O raiar do dia é um começar de novo com novas tonalidades, novos sorrisos, e o manto escuro que desce sobre o monte desfaz-se lentamente e desenham-se os perfis bem definidos das árvores que se debruçam sobre a aldeia. Avistam-se no azul claro do céu holofotes gigantes, e os raios de sol que sobrevoam as serras, traçam nos pinhais, figuras gigantes ancestrais que deixam nas encostas marcas matinais. Os cestos deixam esvoaçar alguns fios de linho de uma suave candura, que são o final de um trabalho árduo e facetado, que sementes de terra brotaram e mãos rugosas e duras poliram; semearam, colheram, maçaram, tascaram, fiaram, dobaram…O linho pronto a ser mostrado na feira, que no alto da serra se enobrece numa mostra artesanal dos mais belos trabalhos locais. Cestos à cabeça e pés ligeiros pela encosta íngreme da serra, traz a estes recantos esquecidos, uma magia inesquecível, e vamos por caminhos ladeados de árvores e ribeiros que correm por entre fragas desiguais e se transformam em lagos por entre fragmentos relvados que nos parecem ideais, para saborear as iguarias trazidas nas alcofas prontas para estes encontros anuais. Há o pão, o chouriço, o salpicão, o presunto, os doces feitos pela minha avó Lívia, e há também o som do realejo do Sr. António, as vozes que lembram cantigas antigas, dançam-se as danças palacianas trazidas para as gentes do povo, através das casas senhoriais dos senhores feudais. A valsa da forma, a contradança, a chula e ouvem-se rumores de uma alegria extasiante nas entranhas de corpos que por força ficaram presos nestes matagais, que se estendem nos confins de serras, e se erguem majestosas perpetuando sonhos delicados sob um vento agreste, que deixa um rastro de uivos no meio dos pinheirais e edificam raios de sol que são como espirais.
Um corpo de menina estendido no meio das ervas e das flores que são agora de todas as cores, e no céu sobrevoam aves pitorescas com o encanto de voos rasgados e sons que lhe são reais, trazem-lhe de volta o ruído da noite e as luzes da cidade, onde se vislumbram ao longe voos entrelaçados de aves gigantes, com destinos que são do tamanho dos seus sonhos irreais.

Dolores Marques
(Do meu livro "Olhares" - Corpos Editora)

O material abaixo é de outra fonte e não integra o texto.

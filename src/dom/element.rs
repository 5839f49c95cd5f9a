//! Element handles into a [`Document`] arena.

use super::{Document, DomEvent, DomListener};
use crate::error::{Error, Result};
use crate::platform::{DocumentRoot, Element, EventTarget, Listener, MediaEvent, NodeId};
use crate::state::StateValue;
use std::rc::{Rc, Weak};

/// A cheap, clonable reference to an arena element. Handles do not keep the
/// document alive; once it is dropped every query returns a default.
#[derive(Clone)]
pub struct DomElement {
    document: Weak<Document>,
    id: NodeId,
}

impl DomElement {
    pub(crate) fn new(document: Weak<Document>, id: NodeId) -> Self {
        DomElement { document, id }
    }

    pub fn id(&self) -> NodeId {
        self.id
    }

    pub fn document(&self) -> Option<Rc<Document>> {
        self.document.upgrade()
    }

    pub fn attribute(&self, name: &str) -> Option<String> {
        self.document()?.attribute(self.id, name)
    }

    pub fn set_attribute(&self, name: &str, value: &str) {
        if let Some(doc) = self.document() {
            doc.set_attribute(self.id, name, value);
        }
    }

    pub fn remove_attribute(&self, name: &str) {
        if let Some(doc) = self.document() {
            doc.remove_attribute(self.id, name);
        }
    }

    pub fn property(&self, name: &str) -> Option<StateValue> {
        self.document()?.property(self.id, name)
    }

    pub fn add_listener(&self, kind: &str, listener: DomListener) {
        if let Some(doc) = self.document() {
            doc.add_listener(self.id, kind, listener);
        }
    }

    /// Dispatch a bubbling, composed event from this element.
    pub fn dispatch(&self, event: DomEvent) -> bool {
        match self.document() {
            Some(doc) => doc.dispatch(&event),
            None => true,
        }
    }

    pub fn is_connected(&self) -> bool {
        self.document().is_some_and(|d| d.is_connected(self.id))
    }

    pub fn as_element(&self) -> Rc<dyn Element> {
        Rc::new(self.clone())
    }
}

impl std::fmt::Debug for DomElement {
    fn fmt(&self, f: &mut std::fmt::Formatter<'_>) -> std::fmt::Result {
        f.debug_struct("DomElement")
            .field("id", &self.id)
            .field("local_name", &self.local_name())
            .finish()
    }
}

impl EventTarget for DomElement {
    fn add_event_listener(&self, kind: &str, listener: Listener) {
        if let Some(set) = self.document().and_then(|d| d.node_listeners(self.id)) {
            set.add(kind, listener);
        }
    }

    fn remove_event_listener(&self, kind: &str, listener: &Listener) {
        if let Some(set) = self.document().and_then(|d| d.node_listeners(self.id)) {
            set.remove(kind, listener);
        }
    }

    fn dispatch_event(&self, event: &MediaEvent) {
        if let Some(doc) = self.document() {
            doc.emit_on(self.id, event);
        }
    }
}

impl Element for DomElement {
    fn node_id(&self) -> NodeId {
        self.id
    }

    fn local_name(&self) -> String {
        self.document()
            .and_then(|d| d.local_name(self.id))
            .unwrap_or_default()
    }

    fn is_upgraded(&self) -> bool {
        self.document().is_some_and(|d| d.is_upgraded(self.id))
    }

    fn when_upgraded(&self, callback: Box<dyn FnOnce()>) {
        match self.document() {
            Some(doc) if !doc.is_upgraded(self.id) => {
                doc.when_defined(&self.local_name(), callback);
            }
            _ => callback(),
        }
    }

    fn has_attribute(&self, name: &str) -> bool {
        self.document().is_some_and(|d| d.has_attribute(self.id, name))
    }

    fn request_fullscreen(&self) -> Result<()> {
        let doc = self
            .document()
            .ok_or_else(|| Error::InvalidState("element is not in a document".into()))?;
        if !doc.is_connected(self.id) {
            return Err(Error::InvalidState("element is not connected".into()));
        }
        doc.enter_fullscreen(self.as_element())
    }
}

#[cfg(test)]
mod tests {
    use super::*;
    use crate::tasks::TaskQueue;
    use std::cell::Cell;

    #[test]
    fn fullscreen_requires_connection() {
        let doc = Document::new(TaskQueue::new());
        let id = doc.create_element("media-controller");
        let el = doc.element(id).unwrap();
        assert!(el.request_fullscreen().is_err());
        doc.append_child(doc.id(), id).unwrap();
        el.request_fullscreen().unwrap();
        assert_eq!(doc.fullscreen_element().map(|e| e.node_id()), Some(id));
    }

    #[test]
    fn upgrade_waits_for_definition() {
        let doc = Document::new(TaskQueue::new());
        let id = doc.create_element("media-player");
        let el = doc.element(id).unwrap();
        assert!(el.is_custom());
        let ran = std::rc::Rc::new(Cell::new(false));
        let r = ran.clone();
        el.when_upgraded(Box::new(move || r.set(true)));
        assert!(!ran.get());
        doc.define("media-player", super::super::ElementDefinition::new())
            .unwrap();
        assert!(ran.get());
        assert!(el.is_upgraded());
    }

    #[test]
    fn handles_outlive_their_document_quietly() {
        let doc = Document::new(TaskQueue::new());
        let el = doc.element(doc.create_element("div")).unwrap();
        drop(doc);
        assert_eq!(el.local_name(), "");
        assert!(!el.is_connected());
        assert!(el.dispatch(DomEvent::new("click", el.id())));
    }
}
use criterion::{criterion_group, criterion_main, Criterion};
use rfmedia::controls::{Control, PlayButton, TimeRange, VolumeRange};
use rfmedia::{
    Document, DocumentRoot, HeadlessMedia, Intent, MediaController, MediaElement, MediaState,
    MediaStore, Platform, TaskQueue,
};
use std::rc::Rc;

// Dispatch round trip: request handler, media event, recompute, broadcast.
fn bench_dispatch(c: &mut Criterion) {
    let tasks = TaskQueue::new();
    let platform = Rc::new(Platform::new().with_tasks(tasks.clone()));
    let media = HeadlessMedia::new();
    media.load_metadata(600.0);
    let element: Rc<dyn MediaElement> = media.clone();
    let store = MediaStore::builder().platform(platform).media(element).build();
    let sub = store.subscribe(|_: &MediaState| {});

    let mut time = 0.0;
    c.bench_function("dispatch_seek", |b| {
        b.iter(|| {
            time = (time + 1.0) % 600.0;
            store.dispatch(Intent::seek(time));
        })
    });

    let mut muted = false;
    c.bench_function("dispatch_toggle_mute", |b| {
        b.iter(|| {
            muted = !muted;
            let request = if muted {
                rfmedia::RequestType::Mute
            } else {
                rfmedia::RequestType::Unmute
            };
            store.dispatch(Intent::request(request));
        })
    });
    sub.unsubscribe();
}

// Media events fanned out to a controller with a handful of receivers.
fn bench_propagation(c: &mut Criterion) {
    let tasks = TaskQueue::new();
    let platform = Rc::new(Platform::new().with_tasks(tasks.clone()));
    let doc = Document::new(tasks.clone());
    let controller = MediaController::new(&doc, platform).expect("controller");
    let root: Rc<dyn DocumentRoot> = doc.clone();
    let media = HeadlessMedia::new();
    media.set_document(&root);
    media.load_metadata(600.0);
    let element: Rc<dyn MediaElement> = media.clone();
    controller.set_media(Some(element)).expect("media");
    doc.append_child(doc.id(), controller.element()).expect("append");

    let mut controls = Vec::new();
    for _ in 0..8 {
        let play = PlayButton::create(&doc).expect("play button");
        let range = TimeRange::create(&doc).expect("time range");
        let volume = VolumeRange::create(&doc).expect("volume range");
        for id in [play.id(), range.id(), volume.id()] {
            doc.append_child(controller.element(), id).expect("append control");
        }
        controls.push((play, range, volume));
    }
    tasks.run_until_idle();

    let mut time = 0.0;
    c.bench_function("timeupdate_24_receivers", |b| {
        b.iter(|| {
            time = (time + 0.25) % 600.0;
            media.tick(time);
        })
    });
}

criterion_group!(benches, bench_dispatch, bench_propagation);
criterion_main!(benches);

quinta-feira, 21 de agosto de 2008

Vento Agreste

Hoje as gaivotas
Esqueceram-se que havia um rio
Para sobrevoar
E ficaram de longe a espreitar
Algumas lágrimas no mar

E eu por aqui…
Só vejo alguns peixes a chorar…
Poderia mostra-lhes um rio
Transparente
Com aroma doce a jasmim
E que seu leito
É um mar sem fim…

Eu trago comigo um vento agreste
Foi o que as serranias fizeram de mim

E deixo um grito nas serras…
Um voo rasgado
De um falcão a planar
Fascínio do alto
Que meus pés vem beijar

Sou como a correnteza de um rio
Que não se esquece de abraçar
O perfume dos montes
E de alguns peixes que ficam
Como aquelas gaivotas no mar

Mª Dolores Marques
(Do meu livro "Olhares" editado pela Corpos Editora)

terça-feira, 19 de agosto de 2008

Maciez de um Luar Singelo

O sol deixa na serra um colorido que se mostra a qualquer olhar.
Aquele novo olhar que se prende à beleza destas serranias, e se estende no meio dos pinhais, absorvendo o odor da caruma que permanece.
Os tojos serenam sob o lusco-fusco e cobrem-se da maciez de um luar singelo e atrevido.
A lua avista-se ao longe, grandiosa, iluminando os caminhos cobertos pelo arvoredo; os sobreiros, os castanheiros, as oliveiras, os pinheiros, os silvados que se estendem sobre as paredes de xisto e largam amoras multicolores sobre os socalcos.
A cor muda agora num ambiente que deixa no ar um cheiro a feno, a braços para o palheiro que o acolhe. Sustento para os animais que bem merecem no final de dia de trabalho árduo.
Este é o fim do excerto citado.